In the United States, the US Department of Agriculture has a program called the National Agricultural Statistics Service, and they gather data that’s self-reported by farmers and ranchers across the country. And what they’ve determined is that for cattle, calves, sheep, and lambs, 90 to 95% of losses are caused by things that have nothing to with any predator of any kind. Things like bad weather, dehydration, starvation, birthing complications, respiratory infections, ingesting poisonous weeds, even cattle theft-there are still cattle thieves. Of the remaining 5 to 10% of losses caused by predators, most of those are caused by coyotes, mostly in the sheep or goat industry. Calves also, but not full-grown cattle. Next in line after coyotes is domestic dogs. Domestic dogs running loose in the country are the second leading cause of predator losses of livestock. After that, depending on the state you’re in, it’s bears or cougars. Then after that there’ll be a smattering of bobcats, eagles, and wolves. Wolves are really low on the list of predator-caused losses. In Montana, you mentioned how aggressive they’ve gotten in Montana, also in Idaho, on wolf-killing legislation and regulations in the last couple of years, that allow greatly expanded means of how, when, and where wolves are killed. One of their chief arguments is that wolves are decimating the livestock industry.
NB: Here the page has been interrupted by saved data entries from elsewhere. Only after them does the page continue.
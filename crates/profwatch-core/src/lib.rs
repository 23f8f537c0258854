pub mod app_config;
pub mod config;
pub mod profile;

pub use app_config::AppConfig;
pub use config::{load_app_config, load_app_config_from_env};
pub use profile::ProfileRecord;

use thiserror::Error;

#[derive(Debug, Error)]
pub enum ConfigError {
    #[error("missing required environment variable: {0}")]
    MissingEnvVar(String),

    #[error("invalid value for {var}: {reason}")]
    InvalidEnvVar { var: String, reason: String },
}
//! One scrape run: walk the listing, filter out known profiles, fetch the
//! new ones and persist them.
//!
//! Only a failure to fetch the first listing page or to write the database
//! or snapshot aborts the run. Individual profile failures are logged and
//! skipped so the rest of the run is still recorded.

use std::collections::HashSet;
use std::path::PathBuf;

use anyhow::Context;
use chrono::{Local, NaiveDate, NaiveDateTime};
use profwatch_core::{AppConfig, ProfileRecord};
use profwatch_scraper::{
    extract_links, extract_profile, listing_is_exhausted, ProfileClient, ScraperError,
};
use profwatch_store::{
    snapshot_path, write_snapshot, KnownProfiles, LinkEntry, LinkIndex, LinkIndexUpdate,
    ProfileDatabase,
};
use url::Url;

/// Listing walk stops after this many pages in a row without profile links.
const MAX_CONSECUTIVE_EMPTY_PAGES: u32 = 3;

/// Progress of a run, in the order the steps happen.
#[derive(Debug, Clone, Copy, PartialEq, Eq, PartialOrd, Ord)]
pub(crate) enum RunState {
    Start,
    ListingFetched,
    LinksFiltered,
    ProfilesProcessed,
    Written,
    Done,
}

impl RunState {
    fn advance(&mut self, next: Self) {
        debug_assert!(next > *self, "run state moved backwards: {self:?} -> {next:?}");
        tracing::debug!(from = ?*self, to = ?next, "run state");
        *self = next;
    }
}

/// Result of fetching and extracting one candidate profile.
#[derive(Debug)]
pub(crate) enum ProfileOutcome {
    Recorded(ProfileRecord),
    Failed { url: String, error: ScraperError },
}

#[derive(Debug)]
pub(crate) struct RunReport {
    pub state: RunState,
    /// Distinct profile links found across all listing pages.
    pub links_found: usize,
    /// Links not yet in the database.
    pub candidates: usize,
    /// Profiles appended to the database during this run.
    pub new_profiles: usize,
    /// Candidate URLs whose fetch failed; they stay unknown and are retried
    /// on the next run.
    pub failed: Vec<String>,
    /// `None` when the index could not be written.
    pub link_index: Option<LinkIndexUpdate>,
    /// Path of the snapshot written, if any profiles were new.
    pub snapshot: Option<PathBuf>,
}

impl RunReport {
    pub(crate) fn summary(&self) -> String {
        let mut line = format!("found {} new profiles", self.new_profiles);
        if !self.failed.is_empty() {
            line.push_str(&format!(" ({} failed)", self.failed.len()));
        }
        line
    }
}

/// Entry point for `profwatch run`.
///
/// # Errors
///
/// Returns an error if the database cannot be loaded, the first listing page
/// cannot be fetched, or the results cannot be written.
pub(crate) async fn run_command(config: &AppConfig) -> anyhow::Result<()> {
    let client = ProfileClient::from_config(config).context("failed to build HTTP client")?;
    let database = ProfileDatabase::new(config.database_path());
    let mut known = database.load_known().with_context(|| {
        format!(
            "failed to load known profiles from {}",
            database.path().display()
        )
    })?;

    let report = run_once(config, &client, &mut known, Local::now().naive_local()).await?;
    println!("{}", report.summary());
    Ok(())
}

/// Runs one scrape against the listing in `config`.
///
/// `known` holds the URLs already in the database and gains every URL
/// written during the run. `now` stamps the link index; its date names the
/// snapshot and is recorded as each profile's scrape date.
///
/// # Errors
///
/// Returns an error if the first listing page cannot be fetched (nothing is
/// written in that case), or if appending to the database or writing the
/// snapshot fails.
pub(crate) async fn run_once(
    config: &AppConfig,
    client: &ProfileClient,
    known: &mut KnownProfiles,
    now: NaiveDateTime,
) -> anyhow::Result<RunReport> {
    let today = now.date();
    let mut state = RunState::Start;
    tracing::info!(
        listing = %config.listing_url,
        known = known.len(),
        "starting scrape run"
    );

    let entries = walk_listing(config, client, now).await?;
    state.advance(RunState::ListingFetched);

    let link_index = update_link_index(config, &entries);

    let candidates = known.unseen(entries.iter().map(|entry| entry.profile_url.as_str()));
    tracing::info!(
        links = entries.len(),
        new = candidates.len(),
        "filtered listing links against database"
    );
    state.advance(RunState::LinksFiltered);

    let total = candidates.len();
    let mut outcomes = Vec::with_capacity(total);
    for (index, url) in candidates.into_iter().enumerate() {
        tracing::info!(url = %url, "fetching profile {}/{total}", index + 1);
        outcomes.push(process_profile(client, url, today).await);
    }
    state.advance(RunState::ProfilesProcessed);

    let mut records = Vec::with_capacity(outcomes.len());
    let mut failed = Vec::new();
    for outcome in outcomes {
        match outcome {
            ProfileOutcome::Recorded(record) => records.push(record),
            ProfileOutcome::Failed { url, error } => {
                tracing::error!(url = %url, error = %error, "failed to fetch profile, skipping");
                failed.push(url);
            }
        }
    }
    if !failed.is_empty() {
        tracing::warn!(
            failed = failed.len(),
            total,
            "some profiles could not be fetched"
        );
    }

    let database = ProfileDatabase::new(config.database_path());
    let written = database.append(known, &records).with_context(|| {
        format!(
            "failed to append profiles to {}",
            database.path().display()
        )
    })?;

    let path = snapshot_path(config.data_dir(), &config.snapshot_prefix, today);
    let wrote_snapshot = write_snapshot(&path, &written)
        .with_context(|| format!("failed to write snapshot {}", path.display()))?;
    let snapshot = wrote_snapshot.then_some(path);
    state.advance(RunState::Written);

    let report = RunReport {
        state: RunState::Done,
        links_found: entries.len(),
        candidates: total,
        new_profiles: written.len(),
        failed,
        link_index,
        snapshot,
    };
    state.advance(report.state);
    tracing::info!(
        new_profiles = report.new_profiles,
        failed = report.failed.len(),
        links = report.links_found,
        candidates = report.candidates,
        link_index = ?report.link_index,
        snapshot = ?report.snapshot,
        "{}",
        report.summary()
    );
    Ok(report)
}

/// Fetches every listing page and returns the distinct profile links found.
///
/// A failure on the first page is fatal. Later pages end the walk early
/// when they fail, report no ads, or come back empty too many times in a row.
async fn walk_listing(
    config: &AppConfig,
    client: &ProfileClient,
    now: NaiveDateTime,
) -> anyhow::Result<Vec<LinkEntry>> {
    let mut seen = HashSet::new();
    let mut entries = Vec::new();
    let mut consecutive_empty = 0u32;

    for page in 1..=config.listing_max_pages {
        let page_url = listing_page_url(&config.listing_url, page);
        tracing::info!(url = %page_url, page, "fetching listing page");

        let html = match client.fetch(page_url.as_str()).await {
            Ok(html) => html,
            Err(err) if page == 1 => {
                return Err(anyhow::Error::new(err)
                    .context(format!("failed to fetch listing page {page_url}")));
            }
            Err(err) => {
                tracing::warn!(
                    url = %page_url,
                    error = %err,
                    "listing page failed, keeping links found so far"
                );
                break;
            }
        };

        if listing_is_exhausted(&html) {
            tracing::info!(url = %page_url, "listing reports no more ads");
            break;
        }

        let links = extract_links(&html, &page_url, &config.profile_link_pattern);
        if links.is_empty() {
            consecutive_empty += 1;
            tracing::info!(
                url = %page_url,
                consecutive_empty,
                "no profile links on listing page"
            );
            if consecutive_empty >= MAX_CONSECUTIVE_EMPTY_PAGES {
                break;
            }
            continue;
        }
        consecutive_empty = 0;

        for link in links {
            if seen.insert(link.clone()) {
                entries.push(LinkEntry {
                    profile_url: link,
                    listing_url: page_url.to_string(),
                    page_number: page,
                    discovered_at: now,
                });
            }
        }
        tracing::info!(links = entries.len(), "profile links found so far");
    }

    Ok(entries)
}

/// URL of listing page `page`: the listing itself for page 1, otherwise the
/// page number appended as a path segment.
fn listing_page_url(listing: &Url, page: u32) -> Url {
    if page <= 1 {
        return listing.clone();
    }
    let mut url = listing.clone();
    let path = format!("{}/{page}", listing.path().trim_end_matches('/'));
    url.set_path(&path);
    url
}

fn update_link_index(config: &AppConfig, entries: &[LinkEntry]) -> Option<LinkIndexUpdate> {
    if entries.is_empty() {
        return Some(LinkIndexUpdate::Appended(0));
    }
    let index = LinkIndex::new(config.link_index_path());
    match index.update(entries) {
        Ok(update) => Some(update),
        Err(err) => {
            tracing::warn!(error = %err, "failed to update link index");
            None
        }
    }
}

async fn process_profile(client: &ProfileClient, url: String, today: NaiveDate) -> ProfileOutcome {
    match client.fetch(&url).await {
        Ok(html) => {
            let record = extract_profile(&html, &url, today);
            if record.title.is_empty() && record.username.is_empty() {
                tracing::warn!(url = %url, "profile page had no title or username");
            }
            tracing::info!(
                url = %url,
                images = record.image_count(),
                "scraped profile"
            );
            ProfileOutcome::Recorded(record)
        }
        Err(error) => ProfileOutcome::Failed { url, error },
    }
}

#[cfg(test)]
#[path = "run_test.rs"]
mod tests;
Except if you looked at the National Agricultural Statistics Service data, what you learn is in Idaho, wolves kill 0.004% of the livestock. In Montana, wolves kill 0.003% of the livestock. By no means is that putting the livestock industry out of business. It’s certainly a false argument that’s made, and yet in America, because we have such a romantic notion of the West, and of ranchers and ranching culture, people don’t dig deep to find out that information. They believe what they hear, oh they’re wiping out the ranchers. The question I ask you to post, but that I can’t answer, is: how do we change that?
Thank you so much for meeting with me.